Stored data entries:
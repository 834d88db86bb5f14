//! Digest cache and schema document downloader.

use crate::errors;
use crate::urls::{resolve_location, scheme_of};
use std::collections::{HashMap, HashSet};
use url::Url;
use xsdc_common::ContentHash;
use xsdc_config::DownloadConfig;
use xsdc_diagnostics::{DiagnosticSink, SourceLocation};
use xsdc_document::{
    DocId, DocumentParser, DocumentSet, EntityResolver, ResolvedEntity, SchemaDocument,
};
use xsdc_types::SchemaTypeLoader;

/// How many entity-resolver redirects to follow before giving up.
const MAX_REDIRECTS: usize = 8;

/// Fetches and deduplicates schema documents.
///
/// Documents are cached under three identities: `(namespace, URL)`, plain
/// URL, and content digest. A byte-identical document fetched from two
/// different URLs is one logical document. Failures are reported once per
/// URL and remembered so repeated references stay silent.
pub struct Downloader<'a> {
    config: &'a DownloadConfig,
    parser: &'a dyn DocumentParser,
    entity_resolver: Option<&'a dyn EntityResolver>,
    linker: Option<&'a dyn SchemaTypeLoader>,
    sink: &'a DiagnosticSink,
    docs: DocumentSet,
    by_ns_url: HashMap<(String, String), DocId>,
    by_url: HashMap<String, DocId>,
    by_digest: HashMap<ContentHash, DocId>,
    /// First document seen per non-empty namespace; the offline fallback.
    by_namespace: HashMap<String, DocId>,
    failed: HashSet<String>,
}

impl<'a> Downloader<'a> {
    /// Creates a downloader with the given policy and collaborators.
    pub fn new(
        config: &'a DownloadConfig,
        parser: &'a dyn DocumentParser,
        entity_resolver: Option<&'a dyn EntityResolver>,
        linker: Option<&'a dyn SchemaTypeLoader>,
        sink: &'a DiagnosticSink,
    ) -> Self {
        Self {
            config,
            parser,
            entity_resolver,
            linker,
            sink,
            docs: DocumentSet::new(),
            by_ns_url: HashMap::new(),
            by_url: HashMap::new(),
            by_digest: HashMap::new(),
            by_namespace: HashMap::new(),
            failed: HashSet::new(),
        }
    }

    /// Seeds an already-parsed document (one of the compile's inputs) into
    /// the cache and returns its ID.
    pub fn add_initial(&mut self, doc: SchemaDocument) -> DocId {
        let url = doc.properties.source_url.clone();
        let digest = doc.properties.digest;
        let ns = doc.namespace_or_empty().to_string();
        if let Some(&existing) = self.by_digest.get(&digest) {
            self.by_url.entry(url.clone()).or_insert(existing);
            self.by_ns_url.entry((ns, url)).or_insert(existing);
            return existing;
        }
        let id = self.docs.add(doc);
        self.register(id, &ns, &url, digest);
        id
    }

    /// The documents pulled in so far.
    pub fn docs(&self) -> &DocumentSet {
        &self.docs
    }

    /// Consumes the downloader, yielding the document set.
    pub fn into_docs(self) -> DocumentSet {
        self.docs
    }

    /// Resolves one schema reference to a document.
    ///
    /// First match wins: (a) exact `(namespace, URL)` already downloaded;
    /// (b) downloads disabled for the URL's scheme and the namespace is
    /// already represented by some file — reuse it silently; (c) the
    /// external linker already defines the namespace — skip with no error;
    /// (d) exact URL match regardless of namespace; (e) download,
    /// validate, and deduplicate by content digest. Returns `None` on
    /// failure (reported once per URL) and for case (c).
    pub fn resolve(
        &mut self,
        referencing_url: Option<&str>,
        namespace_hint: Option<&str>,
        location: &str,
    ) -> Option<DocId> {
        let base = referencing_url.or(self.config.base_uri.as_deref());
        let absolute = match resolve_location(base, location) {
            Ok(url) => url,
            Err(err) => {
                self.report_failure(location, &err.to_string(), referencing_url);
                return None;
            }
        };

        if let Some(ns) = namespace_hint {
            if let Some(&id) = self.by_ns_url.get(&(ns.to_string(), absolute.clone())) {
                return Some(id);
            }

            let offline = scheme_of(&absolute)
                .is_some_and(|s| self.config.is_scheme_disabled(s));
            if offline {
                if let Some(&id) = self.by_namespace.get(ns) {
                    // Namespace wins over the literal URL when offline.
                    return Some(id);
                }
            }

            if let Some(linker) = self.linker {
                if linker.is_namespace_defined(ns) {
                    // The linked definition is authoritative; nothing to do.
                    return None;
                }
            }
        }

        if let Some(&id) = self.by_url.get(&absolute) {
            return Some(id);
        }

        self.download(&absolute, namespace_hint, referencing_url)
    }

    fn download(
        &mut self,
        absolute: &str,
        namespace_hint: Option<&str>,
        referencing_url: Option<&str>,
    ) -> Option<DocId> {
        if self.failed.contains(absolute) {
            return None;
        }

        let mut target = absolute.to_string();
        let mut bytes = None;
        for _ in 0..MAX_REDIRECTS {
            match self.fetch(&target, namespace_hint) {
                Ok(Fetched::Bytes(b)) => {
                    bytes = Some(b);
                    break;
                }
                Ok(Fetched::Redirect(next)) => {
                    match resolve_location(Some(&target), &next) {
                        Ok(url) => target = url,
                        Err(err) => {
                            self.report_failure(absolute, &err.to_string(), referencing_url);
                            return None;
                        }
                    }
                    if let Some(&id) = self.by_url.get(&target) {
                        self.alias(id, namespace_hint, absolute);
                        return Some(id);
                    }
                }
                Err(reason) => {
                    self.report_failure(absolute, &reason, referencing_url);
                    return None;
                }
            }
        }
        let Some(bytes) = bytes else {
            self.report_failure(absolute, "too many redirects", referencing_url);
            return None;
        };

        let digest = ContentHash::from_bytes(&bytes);
        if let Some(&id) = self.by_digest.get(&digest) {
            // Byte-identical to something already loaded, possibly under a
            // different URL: reuse the original object.
            self.alias(id, namespace_hint, absolute);
            return Some(id);
        }

        let mut doc = match self.parser.parse(&bytes, &target) {
            Ok(doc) => doc,
            Err(err) => {
                self.failed.insert(absolute.to_string());
                self.sink.emit(errors::invalid_document(absolute, &err.reason));
                return None;
            }
        };
        doc.properties.source_url = absolute.to_string();
        doc.properties.digest = digest;

        let ns = namespace_hint
            .map(str::to_string)
            .unwrap_or_else(|| doc.namespace_or_empty().to_string());
        let doc_ns = doc.namespace_or_empty().to_string();
        let id = self.docs.add(doc);
        self.register(id, &doc_ns, absolute, digest);
        self.by_ns_url.insert((ns, absolute.to_string()), id);
        Some(id)
    }

    fn register(&mut self, id: DocId, doc_ns: &str, url: &str, digest: ContentHash) {
        self.by_url.insert(url.to_string(), id);
        self.by_digest.insert(digest, id);
        self.by_ns_url.insert((doc_ns.to_string(), url.to_string()), id);
        if !doc_ns.is_empty() {
            self.by_namespace.entry(doc_ns.to_string()).or_insert(id);
        }
    }

    fn alias(&mut self, id: DocId, namespace_hint: Option<&str>, url: &str) {
        self.by_url.insert(url.to_string(), id);
        if let Some(ns) = namespace_hint {
            self.by_ns_url.insert((ns.to_string(), url.to_string()), id);
        }
    }

    fn fetch(&self, url: &str, namespace_hint: Option<&str>) -> Result<Fetched, String> {
        if let Some(resolver) = self.entity_resolver {
            match resolver.resolve_entity(namespace_hint, url) {
                Some(ResolvedEntity::Bytes(b)) => return Ok(Fetched::Bytes(b)),
                Some(ResolvedEntity::Text(t)) => return Ok(Fetched::Bytes(t.into_bytes())),
                Some(ResolvedEntity::Redirect(next)) => return Ok(Fetched::Redirect(next)),
                None => {}
            }
        }

        // Direct fetch fallback. Only `file:` is supported here; network
        // transports come in through the entity resolver.
        let parsed = Url::parse(url).map_err(|e| e.to_string())?;
        if parsed.scheme() != "file" {
            return Err(format!(
                "no entity resolver handled '{url}' and scheme '{}' has no direct fetch",
                parsed.scheme()
            ));
        }
        let path = parsed
            .to_file_path()
            .map_err(|_| format!("'{url}' is not a usable file path"))?;
        std::fs::read(&path).map(Fetched::Bytes).map_err(|e| e.to_string())
    }

    fn report_failure(&mut self, url: &str, reason: &str, referencing_url: Option<&str>) {
        if self.failed.insert(url.to_string()) {
            let from = referencing_url
                .map(SourceLocation::document)
                .unwrap_or_else(SourceLocation::unknown);
            self.sink.emit(errors::download_failure(url, reason, from));
        }
    }
}

enum Fetched {
    Bytes(Vec<u8>),
    Redirect(String),
}

#[cfg(test)]
mod tests {
    use super::*;
    use xsdc_document::{DocumentError, DocumentProperties};

    /// Parser stub: bytes are `ns=<uri>` or empty for a chameleon doc.
    struct StubParser;

    impl DocumentParser for StubParser {
        fn parse(&self, bytes: &[u8], url: &str) -> Result<SchemaDocument, DocumentError> {
            let text = String::from_utf8_lossy(bytes);
            if text.starts_with("bad") {
                return Err(DocumentError::new(url, "stub parse failure"));
            }
            let ns = text
                .strip_prefix("ns=")
                .map(|s| s.trim().to_string())
                .filter(|s| !s.is_empty());
            Ok(SchemaDocument::empty(
                ns,
                DocumentProperties::new(url, ContentHash::from_bytes(bytes)),
            ))
        }
    }

    /// Entity resolver serving canned documents from a map.
    struct MapResolver(HashMap<String, Vec<u8>>);

    impl EntityResolver for MapResolver {
        fn resolve_entity(&self, _ns: Option<&str>, location: &str) -> Option<ResolvedEntity> {
            self.0.get(location).map(|b| ResolvedEntity::Bytes(b.clone()))
        }
    }

    fn config() -> DownloadConfig {
        DownloadConfig::default()
    }

    #[test]
    fn digest_dedup_across_urls() {
        let cfg = config();
        let sink = DiagnosticSink::new();
        let parser = StubParser;
        let mut entities = HashMap::new();
        entities.insert("file:///one/a.xsd".to_string(), b"ns=http://a".to_vec());
        entities.insert("file:///two/a.xsd".to_string(), b"ns=http://a".to_vec());
        let resolver = MapResolver(entities);
        let mut dl = Downloader::new(&cfg, &parser, Some(&resolver), None, &sink);

        let first = dl.resolve(None, Some("http://a"), "file:///one/a.xsd").unwrap();
        let second = dl.resolve(None, None, "file:///two/a.xsd").unwrap();
        assert_eq!(first, second, "byte-identical documents must be one object");
        assert_eq!(dl.docs().len(), 1);
    }

    #[test]
    fn failure_reported_once_per_url() {
        let cfg = config();
        let sink = DiagnosticSink::new();
        let parser = StubParser;
        let resolver = MapResolver(HashMap::new());
        let mut dl = Downloader::new(&cfg, &parser, Some(&resolver), None, &sink);

        assert!(dl.resolve(None, None, "http://unreachable/x.xsd").is_none());
        assert!(dl.resolve(None, None, "http://unreachable/x.xsd").is_none());
        assert_eq!(sink.error_count(), 1);
    }

    #[test]
    fn invalid_document_reported_and_remembered() {
        let cfg = config();
        let sink = DiagnosticSink::new();
        let parser = StubParser;
        let mut entities = HashMap::new();
        entities.insert("file:///bad.xsd".to_string(), b"bad bytes".to_vec());
        let resolver = MapResolver(entities);
        let mut dl = Downloader::new(&cfg, &parser, Some(&resolver), None, &sink);

        assert!(dl.resolve(None, None, "file:///bad.xsd").is_none());
        assert!(dl.resolve(None, None, "file:///bad.xsd").is_none());
        assert_eq!(sink.error_count(), 1);
        assert_eq!(sink.diagnostics()[0].code, errors::E102);
    }

    #[test]
    fn offline_namespace_reuse() {
        let cfg = DownloadConfig {
            disabled_schemes: vec!["http".to_string()],
            ..Default::default()
        };
        let sink = DiagnosticSink::new();
        let parser = StubParser;
        let mut entities = HashMap::new();
        entities.insert("file:///local/a.xsd".to_string(), b"ns=http://a".to_vec());
        let resolver = MapResolver(entities);
        let mut dl = Downloader::new(&cfg, &parser, Some(&resolver), None, &sink);

        let local = dl.resolve(None, Some("http://a"), "file:///local/a.xsd").unwrap();
        // the http location is never fetched; the namespace wins
        let reused = dl
            .resolve(None, Some("http://a"), "http://remote.example/a.xsd")
            .unwrap();
        assert_eq!(local, reused);
        assert!(!sink.has_errors());
    }

    #[test]
    fn linker_defined_namespace_is_skipped_silently() {
        struct NsLinker;
        impl SchemaTypeLoader for NsLinker {
            fn find_component(
                &self,
                _kind: xsdc_types::ComponentKind,
                _name: &xsdc_common::QName,
            ) -> Option<std::sync::Arc<xsdc_types::SchemaComponent>> {
                None
            }
            fn is_namespace_defined(&self, namespace: &str) -> bool {
                namespace == "http://linked"
            }
        }

        let cfg = config();
        let sink = DiagnosticSink::new();
        let parser = StubParser;
        let resolver = MapResolver(HashMap::new());
        let linker = NsLinker;
        let mut dl = Downloader::new(&cfg, &parser, Some(&resolver), Some(&linker), &sink);

        let r = dl.resolve(None, Some("http://linked"), "http://anywhere/x.xsd");
        assert!(r.is_none());
        assert!(!sink.has_errors());
    }

    #[test]
    fn relative_location_resolves_against_referencing_doc() {
        let cfg = config();
        let sink = DiagnosticSink::new();
        let parser = StubParser;
        let mut entities = HashMap::new();
        entities.insert("file:///schemas/b.xsd".to_string(), b"ns=http://b".to_vec());
        let resolver = MapResolver(entities);
        let mut dl = Downloader::new(&cfg, &parser, Some(&resolver), None, &sink);

        let id = dl
            .resolve(Some("file:///schemas/a.xsd"), None, "b.xsd")
            .unwrap();
        assert_eq!(dl.docs().get(id).properties.source_url, "file:///schemas/b.xsd");
    }
}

## TASK INSTRUCTIONS
What you return must be an exact retyping of the lines above starting at the line with "let doc_ns = doc.namespace_or_empty().to_string();" and ending at the line with "url: &str, digest: ContentHash)", and nothing besides.

## ANSWER TO THIS EXERCISE
        let doc_ns = doc.namespace_or_empty().to_string();
        let id = self.docs.add(doc);
        self.register(id, &doc_ns, absolute, digest);
        self.by_ns_url.insert((ns, absolute.to_string()), id);
        Some(id)
    }

    fn register(&mut self, id: DocId, doc_ns: &str, url: &str, digest: ContentHash) {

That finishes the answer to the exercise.